Alibaba Cloud Function Compute is an event-driven computing service that allows you to focus on writing and uploading code without the need to manage servers. Function Compute prepares computing resources and runs your code in an elastic and reliable way. You are charged only for the resources that are consumed when the code is run. For more information, see What is Function Compute?. For more information about the examples on how to use Function Compute, see Examples on how to use Function Compute in Tablestore.

A Tablestore stream is a data channel used to obtain incremental data in Tablestore data tables. After you create Tablestore triggers, a Tablestore stream and a function in Function Compute can be automatically connected. This allows the custom program logic in the function to automatically process modifications to data in Tablestore data tables.

Scenarios

The following figure shows the tasks that you can use Function Compute to perform.

  • Data synchronization: You can use Function Compute to synchronize real-time data stored in Tablestore to data cache, search engines, or other database instances.
  • Data archiving: You can use Function Compute to incrementally archive data stored in Tablestore to OSS for cold archiving.
  • Event-driven application: You can create triggers to trigger functions to call API operations provided by IoT Hub. You can also create triggers to send notifications.
fig_fuc001

Configure a Tablestore trigger

You can create a Tablestore trigger in the Tablestore console to process the real-time data stream generated by the incremental data in a Tablestore data table.

  1. Create a data table and enable the stream feature for the data table.
    1. Log on to the Tablestore console and create an instance.
    2. Create a data table in the created instance and enable the stream feature for the table.
  2. Create a function.
    1. Log on to the Function Compute console.
    2. In the left-side navigation pane, click Services and Functions.
    3. On the Services and Functions page, click Create Function.
    4. On the Create Function page, click Event Function and then click Configure and Deploy.
    5. Configure the parameters based on your requirements, and then click Create.
      fig_newfunction
  3. Configure the service role.
    1. In the left-side navigation pane, click Services and Functions.
    2. On the Services and Functions page, click the Service Configurations tab.
    3. On the Service Configurations tab, configure the role used to authorize the function to collect logs and access other resources. For more information, see Grant permissions to a RAM user by using an Alibaba Cloud account.
  4. Create and test a Tablestore trigger.
    Note The first time you use Function Compute in the Tablestore console, authorize Tablestore to send event notifications in the previous version of the Tablestore console. On the Overview page of the Tablestore console, click Old Version to go to the previous version of the Tablestore console.
    1. On the Trigger tab of the table, click Use Existing Function Compute.
    2. In the Create Trigger dialog box, select Function Compute and the function, and enter the name of the trigger.
      Note The first time you create a trigger in the previous version of the Tablestore console, click Grant Tablestore the permission to send event notifications.

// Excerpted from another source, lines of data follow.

//! `bizgrid-api` — HTTP surface for the audit trail.
//!
//! Authentication itself lives in front of this service; requests arrive
//! with trusted identity headers, resolved into an `AccessContext` per
//! request by the middleware. Layout:
//! - `app.rs`: router + service wiring
//! - `middleware.rs`: actor resolution from trusted headers
//! - `routes/`: HTTP handlers
//! - `dto.rs`: request/response DTOs
//! - `errors.rs`: consistent error responses

pub mod app;
pub mod dto;
pub mod errors;
pub mod middleware;
pub mod routes;
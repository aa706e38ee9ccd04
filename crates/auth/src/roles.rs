//! Role identifiers used for RBAC.

use core::str::FromStr;
use serde::{Deserialize, Serialize};

use bizgrid_core::DomainError;

/// A named role, mapped deterministically to one permission set by
/// [`RolePolicy`](crate::RolePolicy).
///
/// Roles are a closed enum: a role that is not in this list does not exist,
/// and string forms only appear at serialization boundaries. A role's
/// permission set is fixed at build time; there are no per-user overrides.
#[derive(Debug, Copy, Clone, PartialEq, Eq, Hash, Serialize, Deserialize)]
#[serde(rename_all = "snake_case")]
pub enum Role {
    /// Cross-tenant administrator; the only role with a null tenant.
    SystemAdmin,
    CompanyAdmin,
    Accountant,
    SalesManager,
    WarehouseKeeper,
    Salesperson,
    Viewer,
}

impl Role {
    pub const ALL: [Role; 7] = [
        Role::SystemAdmin,
        Role::CompanyAdmin,
        Role::Accountant,
        Role::SalesManager,
        Role::WarehouseKeeper,
        Role::Salesperson,
        Role::Viewer,
    ];

    pub fn as_str(&self) -> &'static str {
        match self {
            Role::SystemAdmin => "system_admin",
            Role::CompanyAdmin => "company_admin",
            Role::Accountant => "accountant",
            Role::SalesManager => "sales_manager",
            Role::WarehouseKeeper => "warehouse_keeper",
            Role::Salesperson => "salesperson",
            Role::Viewer => "viewer",
        }
    }

    pub fn is_system_admin(&self) -> bool {
        matches!(self, Role::SystemAdmin)
    }
}

impl core::fmt::Display for Role {
    fn fmt(&self, f: &mut core::fmt::Formatter<'_>) -> core::fmt::Result {
        f.write_str(self.as_str())
    }
}

impl FromStr for Role {
    type Err = DomainError;

    fn from_str(s: &str) -> Result<Self, Self::Err> {
        Role::ALL
            .iter()
            .copied()
            .find(|r| r.as_str() == s)
            .ok_or_else(|| DomainError::validation(format!("unknown role: {s}")))
    }
}

#[cfg(test)]
mod tests {
    use super::*;

    #[test]
    fn role_names_round_trip() {
        for role in Role::ALL {
            assert_eq!(role.as_str().parse::<Role>().unwrap(), role);
        }
    }

    #[test]
    fn only_system_admin_is_system_admin() {
        for role in Role::ALL {
            assert_eq!(role.is_system_admin(), role == Role::SystemAdmin);
        }
    }
}
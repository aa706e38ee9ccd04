//! Router + service wiring.

use std::sync::Arc;

use axum::{Extension, Router, routing::get};
use tower::ServiceBuilder;

use bizgrid_audit::{AuditRecorder, AuditStore};
use bizgrid_auth::RolePolicy;

use crate::middleware;
use crate::routes;

/// Shared per-process services. The policy is built once and read-only; the
/// recorder shares the audit store handle.
#[derive(Clone)]
pub struct AppState {
    pub policy: Arc<RolePolicy>,
    pub recorder: Arc<AuditRecorder<Arc<dyn AuditStore>>>,
}

impl AppState {
    pub fn new(store: Arc<dyn AuditStore>) -> Self {
        Self {
            policy: Arc::new(RolePolicy::builtin()),
            recorder: Arc::new(AuditRecorder::new(store)),
        }
    }
}

/// Build the full HTTP router (public entrypoint used by `main.rs`).
pub fn build_app(store: Arc<dyn AuditStore>) -> Router {
    let state = AppState::new(store);

    // Protected routes: require a resolved actor context.
    let protected = routes::router().layer(
        ServiceBuilder::new()
            .layer(Extension(state.clone()))
            .layer(axum::middleware::from_fn_with_state(
                state,
                middleware::actor_middleware,
            )),
    );

    Router::new()
        .route("/health", get(routes::health))
        .merge(protected)
}
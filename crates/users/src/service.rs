//! User provisioning and maintenance, permission-gated and audited.

use chrono::Utc;
use thiserror::Error;
use tracing::instrument;

use bizgrid_audit::{AuditError, UnitOfWork, prepare_create, prepare_delete, prepare_update};
use bizgrid_auth::{AccessContext, AccessError, Permission};
use bizgrid_core::{DomainError, UserId};
use bizgrid_tenancy::{ScopedRepository, StoreError, TenantOwned};

use crate::store::UserStore;
use crate::user::{NewUser, UserRecord, UserUpdate};

#[derive(Debug, Error)]
pub enum UserError {
    #[error(transparent)]
    Access(#[from] AccessError),

    #[error(transparent)]
    Invalid(#[from] DomainError),

    #[error(transparent)]
    Store(#[from] StoreError),

    #[error(transparent)]
    Audit(#[from] AuditError),

    /// Covers both a missing id and a foreign tenant's id.
    #[error("user not found")]
    NotFound,
}

/// User account operations.
///
/// Every mutation commits together with its audit entry through the unit of
/// work; a failed audit write fails (and undoes) the operation. Only the
/// system administrator provisions or deletes accounts (company admins may
/// view and edit).
pub struct UserService<S, W> {
    repo: ScopedRepository<UserRecord, S>,
    writes: W,
}

impl<S, W> UserService<S, W>
where
    S: UserStore,
    W: UnitOfWork<UserRecord>,
{
    pub fn new(store: S, writes: W) -> Self {
        Self {
            repo: ScopedRepository::new(store),
            writes,
        }
    }

    #[instrument(skip_all, err)]
    pub async fn create_user(
        &self,
        ctx: &AccessContext,
        input: NewUser,
    ) -> Result<UserRecord, UserError> {
        ctx.require_permission(Permission::CreateUsers)?;
        input.validate()?;
        let tenant_id = ctx.resolve_create_tenant_id(input.tenant_id)?;

        let user = UserRecord {
            id: UserId::new(),
            tenant_id,
            phone: input.phone,
            display_name: input.display_name,
            role: input.role,
            password_hash: input.password_hash,
            active: true,
            created_at: Utc::now(),
        };

        let entry = prepare_create(
            ctx,
            Some(tenant_id),
            UserRecord::KIND,
            &user.id.to_string(),
            &user.snapshot(),
            None,
        );
        let filter = ScopedRepository::<UserRecord, S>::filter_for(ctx);
        self.writes
            .upsert_with_entry(&filter, None, &user, &entry)
            .await?;
        Ok(user)
    }

    #[instrument(skip_all, fields(user_id = %id), err)]
    pub async fn update_user(
        &self,
        ctx: &AccessContext,
        id: UserId,
        update: UserUpdate,
    ) -> Result<UserRecord, UserError> {
        ctx.require_permission(Permission::EditUsers)?;

        let existing = self
            .repo
            .get_by_id_for_tenant(ctx, *id.as_uuid())
            .await?
            .ok_or(UserError::NotFound)?;
        let updated = update.apply(&existing)?;

        let entry = prepare_update(
            ctx,
            Some(updated.tenant_id),
            UserRecord::KIND,
            &id.to_string(),
            &existing.snapshot(),
            &updated.snapshot(),
            None,
        );
        let filter = ScopedRepository::<UserRecord, S>::filter_for(ctx);
        self.writes
            .upsert_with_entry(&filter, Some(&existing), &updated, &entry)
            .await?;
        Ok(updated)
    }

    /// Soft-delete: the account is deactivated, never removed, so its
    /// display name keeps resolving in old audit entries.
    #[instrument(skip_all, fields(user_id = %id), err)]
    pub async fn deactivate_user(
        &self,
        ctx: &AccessContext,
        id: UserId,
    ) -> Result<(), UserError> {
        ctx.require_permission(Permission::DeleteUsers)?;

        let existing = self
            .repo
            .get_by_id_for_tenant(ctx, *id.as_uuid())
            .await?
            .ok_or(UserError::NotFound)?;

        let mut deactivated = existing.clone();
        deactivated.active = false;

        let entry = prepare_delete(
            ctx,
            Some(existing.tenant_id),
            UserRecord::KIND,
            &id.to_string(),
            &existing.snapshot(),
            Some("account deactivated".to_string()),
        );
        let filter = ScopedRepository::<UserRecord, S>::filter_for(ctx);
        self.writes
            .upsert_with_entry(&filter, Some(&existing), &deactivated, &entry)
            .await?;
        Ok(())
    }

    pub async fn get_user(
        &self,
        ctx: &AccessContext,
        id: UserId,
    ) -> Result<Option<UserRecord>, UserError> {
        ctx.require_permission(Permission::ViewUsers)?;
        Ok(self.repo.get_by_id_for_tenant(ctx, *id.as_uuid()).await?)
    }

    pub async fn list_users(
        &self,
        ctx: &AccessContext,
        offset: u64,
        limit: u64,
    ) -> Result<Vec<UserRecord>, UserError> {
        ctx.require_permission(Permission::ViewUsers)?;
        Ok(self.repo.list_for_tenant(ctx, offset, limit).await?)
    }

    pub async fn find_by_phone(
        &self,
        ctx: &AccessContext,
        phone: &str,
    ) -> Result<Option<UserRecord>, UserError> {
        ctx.require_permission(Permission::ViewUsers)?;
        let filter = ScopedRepository::<UserRecord, S>::filter_for(ctx);
        Ok(self.repo.store().find_by_phone(&filter, phone).await?)
    }
}
//! Field-level delta computation for UPDATE entries.

use std::collections::BTreeMap;

use serde_json::Value;

use crate::entry::{FieldChange, Snapshot};

/// Compute the field delta between two snapshots.
///
/// For every key in `after`, the value is compared against `before`; unequal
/// pairs (a key newly present counts as changed from `null`) produce a
/// `{field: {old, new}}` entry. Keys present only in `before` are recorded
/// as changed to `null`. Unchanged keys are omitted.
///
/// Pure and deterministic: the output is keyed by field name, so it does not
/// depend on map iteration order.
pub fn compute_changes(before: &Snapshot, after: &Snapshot) -> BTreeMap<String, FieldChange> {
    let mut changes = BTreeMap::new();

    for (key, new_value) in after {
        let old_value = before.get(key).cloned().unwrap_or(Value::Null);
        if &old_value != new_value {
            changes.insert(
                key.clone(),
                FieldChange {
                    old: old_value,
                    new: new_value.clone(),
                },
            );
        }
    }

    for (key, old_value) in before {
        if !after.contains_key(key) {
            changes.insert(
                key.clone(),
                FieldChange {
                    old: old_value.clone(),
                    new: Value::Null,
                },
            );
        }
    }

    changes
}

#[cfg(test)]
mod tests {
    use super::*;
    use serde_json::json;

    fn snapshot(value: serde_json::Value) -> Snapshot {
        value.as_object().unwrap().clone()
    }

    #[test]
    fn detects_changed_added_and_unchanged_fields() {
        let before = snapshot(json!({"a": 1, "b": 2}));
        let after = snapshot(json!({"a": 1, "b": 3, "c": 4}));

        let changes = compute_changes(&before, &after);

        assert!(!changes.contains_key("a"));
        assert_eq!(changes["b"], FieldChange { old: json!(2), new: json!(3) });
        assert_eq!(changes["c"], FieldChange { old: json!(null), new: json!(4) });
        assert_eq!(changes.len(), 2);
    }

    #[test]
    fn records_removed_fields_as_changed_to_null() {
        let before = snapshot(json!({"a": 1, "gone": "x"}));
        let after = snapshot(json!({"a": 1}));

        let changes = compute_changes(&before, &after);
        assert_eq!(
            changes["gone"],
            FieldChange { old: json!("x"), new: json!(null) }
        );
        assert_eq!(changes.len(), 1);
    }

    #[test]
    fn identical_snapshots_yield_empty_delta() {
        let snap = snapshot(json!({"a": 1, "b": [1, 2], "c": {"x": true}}));
        assert!(compute_changes(&snap, &snap).is_empty());
    }

    #[test]
    fn null_to_value_counts_as_change() {
        let before = snapshot(json!({"a": null}));
        let after = snapshot(json!({"a": 7}));

        let changes = compute_changes(&before, &after);
        assert_eq!(changes["a"], FieldChange { old: json!(null), new: json!(7) });
    }

    #[cfg(test)]
    mod proptest_tests {
        use super::*;
        use proptest::prelude::*;

        fn arbitrary_snapshot() -> impl Strategy<Value = Snapshot> {
            proptest::collection::btree_map("[a-z]{1,8}", 0i64..100, 0..8).prop_map(|m| {
                m.into_iter()
                    .map(|(k, v)| (k, serde_json::json!(v)))
                    .collect()
            })
        }

        proptest! {
            /// Property: the delta is deterministic (pure function).
            #[test]
            fn delta_is_deterministic(before in arbitrary_snapshot(), after in arbitrary_snapshot()) {
                let a = compute_changes(&before, &after);
                let b = compute_changes(&before, &after);
                prop_assert_eq!(a, b);
            }

            /// Property: every delta key comes from one of the snapshots, and
            /// unchanged keys never appear.
            #[test]
            fn delta_keys_are_sound(before in arbitrary_snapshot(), after in arbitrary_snapshot()) {
                let changes = compute_changes(&before, &after);
                for (key, change) in &changes {
                    prop_assert!(before.contains_key(key) || after.contains_key(key));
                    prop_assert_ne!(&change.old, &change.new);
                }
                for (key, value) in &before {
                    if after.get(key) == Some(value) {
                        prop_assert!(!changes.contains_key(key));
                    }
                }
            }

            /// Property: an empty delta means the snapshots are equal.
            #[test]
            fn empty_delta_means_equal(before in arbitrary_snapshot(), after in arbitrary_snapshot()) {
                let changes = compute_changes(&before, &after);
                if changes.is_empty() {
                    prop_assert_eq!(before, after);
                }
            }
        }
    }
}
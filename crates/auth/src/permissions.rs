//! Permission catalog: the closed set of fine-grained capabilities.
//!
//! Permissions are a compile-time enumeration, never raw strings. Adding a
//! capability means adding a variant here (and optionally to a group in
//! [`groups`]); the string form exists only at serialization boundaries.

use core::str::FromStr;
use serde::{Deserialize, Serialize};

use bizgrid_core::{DomainError, EntityKind};

/// An atomic capability identifier.
///
/// Organized by feature domain with CRUD-style actions. The serialized form
/// is `"<domain>.<action>"` (e.g. `"products.create"`), matching what route
/// guards and audit entries display.
#[derive(Debug, Copy, Clone, PartialEq, Eq, Hash, Serialize, Deserialize)]
pub enum Permission {
    // User management
    #[serde(rename = "users.view")]
    ViewUsers,
    #[serde(rename = "users.create")]
    CreateUsers,
    #[serde(rename = "users.edit")]
    EditUsers,
    #[serde(rename = "users.delete")]
    DeleteUsers,

    // Company management (system administration)
    #[serde(rename = "companies.view")]
    ViewCompanies,
    #[serde(rename = "companies.create")]
    CreateCompanies,
    #[serde(rename = "companies.edit")]
    EditCompanies,
    #[serde(rename = "companies.delete")]
    DeleteCompanies,

    // Products / inventory
    #[serde(rename = "products.view")]
    ViewProducts,
    #[serde(rename = "products.create")]
    CreateProducts,
    #[serde(rename = "products.edit")]
    EditProducts,
    #[serde(rename = "products.delete")]
    DeleteProducts,

    // Sales / invoices
    #[serde(rename = "invoices.view")]
    ViewInvoices,
    #[serde(rename = "invoices.create")]
    CreateInvoices,
    #[serde(rename = "invoices.edit")]
    EditInvoices,
    #[serde(rename = "invoices.delete")]
    DeleteInvoices,

    // Purchases
    #[serde(rename = "purchases.view")]
    ViewPurchases,
    #[serde(rename = "purchases.create")]
    CreatePurchases,
    #[serde(rename = "purchases.edit")]
    EditPurchases,
    #[serde(rename = "purchases.delete")]
    DeletePurchases,

    // Warehouse
    #[serde(rename = "warehouse.view")]
    ViewWarehouse,
    #[serde(rename = "warehouse.manage")]
    ManageWarehouse,

    // Accounting / reports
    #[serde(rename = "reports.view")]
    ViewReports,
    #[serde(rename = "reports.export")]
    ExportReports,
    #[serde(rename = "financials.view")]
    ViewFinancials,

    // System administration
    #[serde(rename = "audit.view")]
    ViewAuditLogs,
    #[serde(rename = "settings.view")]
    ViewSettings,
    #[serde(rename = "settings.edit")]
    EditSettings,
}

impl Permission {
    /// The full permission universe.
    pub const ALL: [Permission; 28] = [
        Permission::ViewUsers,
        Permission::CreateUsers,
        Permission::EditUsers,
        Permission::DeleteUsers,
        Permission::ViewCompanies,
        Permission::CreateCompanies,
        Permission::EditCompanies,
        Permission::DeleteCompanies,
        Permission::ViewProducts,
        Permission::CreateProducts,
        Permission::EditProducts,
        Permission::DeleteProducts,
        Permission::ViewInvoices,
        Permission::CreateInvoices,
        Permission::EditInvoices,
        Permission::DeleteInvoices,
        Permission::ViewPurchases,
        Permission::CreatePurchases,
        Permission::EditPurchases,
        Permission::DeletePurchases,
        Permission::ViewWarehouse,
        Permission::ManageWarehouse,
        Permission::ViewReports,
        Permission::ExportReports,
        Permission::ViewFinancials,
        Permission::ViewAuditLogs,
        Permission::ViewSettings,
        Permission::EditSettings,
    ];

    /// Stable wire name (matches the serde representation).
    pub fn as_str(&self) -> &'static str {
        match self {
            Permission::ViewUsers => "users.view",
            Permission::CreateUsers => "users.create",
            Permission::EditUsers => "users.edit",
            Permission::DeleteUsers => "users.delete",
            Permission::ViewCompanies => "companies.view",
            Permission::CreateCompanies => "companies.create",
            Permission::EditCompanies => "companies.edit",
            Permission::DeleteCompanies => "companies.delete",
            Permission::ViewProducts => "products.view",
            Permission::CreateProducts => "products.create",
            Permission::EditProducts => "products.edit",
            Permission::DeleteProducts => "products.delete",
            Permission::ViewInvoices => "invoices.view",
            Permission::CreateInvoices => "invoices.create",
            Permission::EditInvoices => "invoices.edit",
            Permission::DeleteInvoices => "invoices.delete",
            Permission::ViewPurchases => "purchases.view",
            Permission::CreatePurchases => "purchases.create",
            Permission::EditPurchases => "purchases.edit",
            Permission::DeletePurchases => "purchases.delete",
            Permission::ViewWarehouse => "warehouse.view",
            Permission::ManageWarehouse => "warehouse.manage",
            Permission::ViewReports => "reports.view",
            Permission::ExportReports => "reports.export",
            Permission::ViewFinancials => "financials.view",
            Permission::ViewAuditLogs => "audit.view",
            Permission::ViewSettings => "settings.view",
            Permission::EditSettings => "settings.edit",
        }
    }

    /// The permission required to *view* a given entity type.
    ///
    /// Entity-history reads are gated by the entity's own view permission,
    /// not the global audit permission.
    pub fn view_for(kind: EntityKind) -> Permission {
        match kind {
            EntityKind::User => Permission::ViewUsers,
            EntityKind::Company => Permission::ViewCompanies,
            EntityKind::Product => Permission::ViewProducts,
            EntityKind::Invoice => Permission::ViewInvoices,
            EntityKind::Purchase => Permission::ViewPurchases,
        }
    }
}

impl core::fmt::Display for Permission {
    fn fmt(&self, f: &mut core::fmt::Formatter<'_>) -> core::fmt::Result {
        f.write_str(self.as_str())
    }
}

impl FromStr for Permission {
    type Err = DomainError;

    fn from_str(s: &str) -> Result<Self, Self::Err> {
        Permission::ALL
            .iter()
            .copied()
            .find(|p| p.as_str() == s)
            .ok_or_else(|| DomainError::validation(format!("unknown permission: {s}")))
    }
}

/// Named permission groups: unions of individual permissions, defined once
/// and reused for role composition and readable route guards.
pub mod groups {
    use super::Permission;

    pub const USER_READ: &[Permission] = &[Permission::ViewUsers];

    pub const FULL_USER_MANAGEMENT: &[Permission] = &[
        Permission::ViewUsers,
        Permission::CreateUsers,
        Permission::EditUsers,
        Permission::DeleteUsers,
    ];

    pub const COMPANY_MANAGEMENT: &[Permission] = &[
        Permission::ViewCompanies,
        Permission::CreateCompanies,
        Permission::EditCompanies,
        Permission::DeleteCompanies,
    ];

    pub const FULL_PRODUCT_MANAGEMENT: &[Permission] = &[
        Permission::ViewProducts,
        Permission::CreateProducts,
        Permission::EditProducts,
        Permission::DeleteProducts,
    ];

    /// View/create/edit (no delete) — the data-entry subset.
    pub const PRODUCT_ENTRY: &[Permission] = &[
        Permission::ViewProducts,
        Permission::CreateProducts,
        Permission::EditProducts,
    ];

    pub const FULL_INVOICE_MANAGEMENT: &[Permission] = &[
        Permission::ViewInvoices,
        Permission::CreateInvoices,
        Permission::EditInvoices,
        Permission::DeleteInvoices,
    ];

    pub const INVOICE_ENTRY: &[Permission] = &[
        Permission::ViewInvoices,
        Permission::CreateInvoices,
        Permission::EditInvoices,
    ];

    pub const FULL_PURCHASE_MANAGEMENT: &[Permission] = &[
        Permission::ViewPurchases,
        Permission::CreatePurchases,
        Permission::EditPurchases,
        Permission::DeletePurchases,
    ];

    pub const PURCHASE_ENTRY: &[Permission] = &[
        Permission::ViewPurchases,
        Permission::CreatePurchases,
        Permission::EditPurchases,
    ];

    pub const WAREHOUSE_READ: &[Permission] = &[Permission::ViewWarehouse];

    pub const FULL_WAREHOUSE: &[Permission] =
        &[Permission::ViewWarehouse, Permission::ManageWarehouse];

    /// Reports + financial visibility.
    pub const ACCOUNTING: &[Permission] = &[
        Permission::ViewReports,
        Permission::ExportReports,
        Permission::ViewFinancials,
    ];

    pub const SETTINGS: &[Permission] = &[Permission::ViewSettings, Permission::EditSettings];
}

      After Tablestore is granted the permissions to send event notifications, you can view the AliyunTableStoreStreamNotificationRole role that is automatically created in the RAM console.

    3. Click OK.

Process data

  • Data formats

    A Tablestore trigger encodes the incremental data in the CBOR format to create a Function Compute event. The following code provides an example on the format of incremental data:

    {
        "Version": "string",
        "Records": [
            {
                "Type": "string",
                "Info": {
                    "Timestamp": int64
                },
                "PrimaryKey": [
                    {
                        "ColumnName": "string",
                        "Value": formated_value
                    }
                ],
                "Columns": [
                    {
                        "Type": "string",
                        "ColumnName": "string",
                        "Value": formated_value,
                        "Timestamp": int64
                    }
                ]
            }
        ]
    }
  • Elements

    The following table describes the elements included in the preceding format.

    Element Description
    Version The version of the payload, which is Sync-v1. Data type: string.
    Records The array that contains the row of incremental data in the data table. This element includes the following members:
    • Type: the type of the operation performed on the row. Valid values: PutRow, UpdateRow, and DeleteRow. Data type: string.
    • Info: includes the Timestamp member, which indicates the time when the row was last modified. The value of Timestamp must be in UTC. Data type: int64.
    PrimaryKey The array that stores the primary key column. This element includes the following members:
    • ColumnName: the name of the primary key column. Data type: string.
    • Value: the content of the primary key column. Data type: formated_value. Valid values: integer, string, and blob.
    Columns The array that stores the attribute columns. This element includes the following members:
    • Type: the type of the operation performed on the attribute column. Valid values: Put, DeleteOneVersion, and DeleteAllVersions. Data type: string.
    • ColumnName: the name of the attribute column. Data type: string.
    • Value: the content of the attribute column. Data type: formated_value. Valid values: integer, boolean, double, string, and blob.
    • Timestamp: the time when the attribute column was last modified. The value of Timestamp must be in UTC. Data type: int64.
  • Sample data
    {
        "Version": "Sync-v1",
        "Records": [
            {
                "Type": "PutRow",
                "Info": {
                    "Timestamp": 1506416585740836
                },
                "PrimaryKey": [
                    {
                        "ColumnName": "pk_0",
                        "Value": 1506416585881590900
                    },
                    {
                        "ColumnName": "pk_1",
                        "Value": "2017-09-26 17:03:05.8815909 +0800 CST"
                    },
                    {
                        "ColumnName": "pk_2",
                        "Value": 1506416585741000
                    }
                ],
                "Columns": [
                    {
                        "Type": "Put",
                        "ColumnName": "attr_0",
                        "Value": "hello_table_store",
                        "Timestamp": 1506416585741
                    },
                    {
                        "Type": "Put",
                        "ColumnName": "attr_1",
                        "Value": 1506416585881590900,
                        "Timestamp": 1506416585741
                    }
                ]
            }
        ]
    }

Debug functions online

Function Compute allows you to debug functions online. You can create an event to trigger a function and test whether the function logic is implemented as expected.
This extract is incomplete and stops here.